In this study, the mean level of LDH in the DEX group was considerably higher than control and Low-dose REM groups. The mean level of CK in the (High-dose REM + DEX + HEP) group was considerably higher than control group. It can be concluded that, releasing LDH and CK might be increased by administrating DEX. Also, liver AST level was negatively correlated with CK, and LDH level, as well as liver CK level, was positively correlated with LDH level. On the other hand, the High-dose REM + DEX + HEP and DEX groups showed similar pathological lesions, which were more severe than other treated groups with a significant difference compared to others. It can be concluded that, Remdesivir effect on liver biochemistry was notable and administrating DEX led to increasing ALT level. Using HEP led to increasing ALP level. On the other hand, low dose remdesivir elevate LDH level. It can be concluded that administrating DEX might prevent releasing LDH and CK in serum and also lower hepatic injury reduce serum level of AST and might led to reducing CK and LDH plasma level.
The Serum concentrations of Oxidative stress markers including MDA, SOD, and GPX were considerably higher in COVID-19 patients [32, 33]. In a study conducted by Lage et al, the obtained results revealed higher serum activity of SOD and CAT in COVID-19 patients. In contrast, in a study conducted by Yaghoubi et al, the obtained results showed no significant difference in plasma activity of CAT and SOD in patients affected by COVID-19 [34, 35].
The mean level of liverTAC in the High-dose REM, High-dose REM + Heparin, DEX, and Heparin groups was considerably higher than the control group. The mean level of liverGPx in the High-dose REM + DEX + HEP, High-dose REM + DEX, High-dose REM + HEP, DEX, and HEP groups was considerably higher than the control group. The mean level of liver catalase in the Low-dose REM, and High-dose REM + DEX groups was considerably higher than the control group. The mean level of liverMDA in the Low-dose REM, High-dose REM, High-dose REM + DEX + HEP, DEX, and HEP groups was considerably higher than the control group. liver GPx level was negatively correlated with liver SOD level. Also, liver catalase level was positively correlated with liver TAC level. Similar pathological changes with a mild score were found in the Low-dose Remdesivir, High-dose REM + HEP, and HEP groups, which showed no significant difference. It can be concluded that, using Remdesivir significantly elevate the level of oxidative stress markers and administrating HEP had a synergistic effect. The level of liver TAC, liver GPx, liver catalase, and liver MDA might elevated by administrating DEX.
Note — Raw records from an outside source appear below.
//! Configuration management for tsproj
//!
//! Centralizes configuration options and provides validation.

use crate::{
    cli::{Args, Command, ScriptsCommand},
    error::TsProjError,
};
use serde::{Deserialize, Serialize};

/// Main configuration structure
#[derive(Debug, Clone, Serialize, Deserialize)]
pub struct Config {
    /// Enable debug logging
    pub debug: bool,
    /// Package manager configuration
    pub package_manager: PackageManagerConfig,
}

/// Package manager configuration
///
/// Any package manager offering an equivalent non-interactive init and a
/// dev-dependency install subcommand satisfies this contract.
#[derive(Debug, Clone, Serialize, Deserialize)]
pub struct PackageManagerConfig {
    /// Package manager executable (npm by default)
    pub command: String,
    /// Arguments for non-interactive project initialization
    pub init_args: Vec<String>,
    /// Arguments for installing packages as dev dependencies
    pub install_args: Vec<String>,
    /// Fixed dev dependencies installed into every new project
    pub dev_dependencies: Vec<String>,
}

impl Default for Config {
    fn default() -> Self {
        Self {
            debug: false,
            package_manager: PackageManagerConfig::default(),
        }
    }
}

impl Default for PackageManagerConfig {
    fn default() -> Self {
        Self {
            command: "npm".to_string(),
            init_args: vec!["init".to_string(), "-y".to_string()],
            install_args: vec!["install".to_string(), "--save-dev".to_string()],
            dev_dependencies: crate::core::templates::DEFAULT_DEV_DEPS
                .iter()
                .map(ToString::to_string)
                .collect(),
        }
    }
}

impl Config {
    /// Create configuration from command line arguments
    pub fn from_args(args: &Args) -> Result<Self, TsProjError> {
        let config = Self {
            debug: args.debug,
            ..Self::default()
        };

        config.validate(&args.command)?;
        Ok(config)
    }

    /// Validate configuration against the requested command
    pub fn validate(&self, command: &Command) -> Result<(), TsProjError> {
        if let Command::Scripts { command } = command {
            let project_dir = match command {
                ScriptsCommand::Clear { project_dir } => project_dir,
                ScriptsCommand::Add { project_dir, .. } => project_dir,
            };

            // A missing directory surfaces later as a missing manifest; only
            // an existing non-directory path is rejected up front.
            if project_dir.exists() && !project_dir.is_dir() {
                return Err(TsProjError::invalid_path(project_dir));
            }
        }

        Ok(())
    }

    /// Get the package manager init command with arguments
    pub fn get_init_cmd(&self) -> (String, Vec<String>) {
        (
            self.package_manager.command.clone(),
            self.package_manager.init_args.clone(),
        )
    }

    /// Get the package manager install command with arguments and packages
    pub fn get_install_cmd(&self) -> (String, Vec<String>) {
        let mut args = self.package_manager.install_args.clone();
        args.extend(self.package_manager.dev_dependencies.iter().cloned());
        (self.package_manager.command.clone(), args)
    }
}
In conclusion, this study showed that Remdesivir caused toxicity to the liver tissue and led to alterations in oxidative stress markers. So, when administering Remdesivir to patients, especially those with a history of hepatic dysfunction, it is noteworthy to supervise their hepatic function tests. This study provides further insights into the alteration of liver biochemistries throughout COVID-19 progression. Our data suggest that due to hepatic disturbance and markers of oxidative stress, it is not recommended to administer Remdesivir as a first-line medicine for those affected by COVID-19, especially with hepatic impairment. Further examinations in animal models affected by COVID-19 with different drugs at variant doses over several times are suggested to support our results. Further studies are required to ascertain the clinical and paraclinical side effects of antiviral medicines. Finally, with a few examined cases in this study, we cannot render sufficient conclusions about liver injury and also the dysregulation of oxidative stress for subjects affected by COVID-19.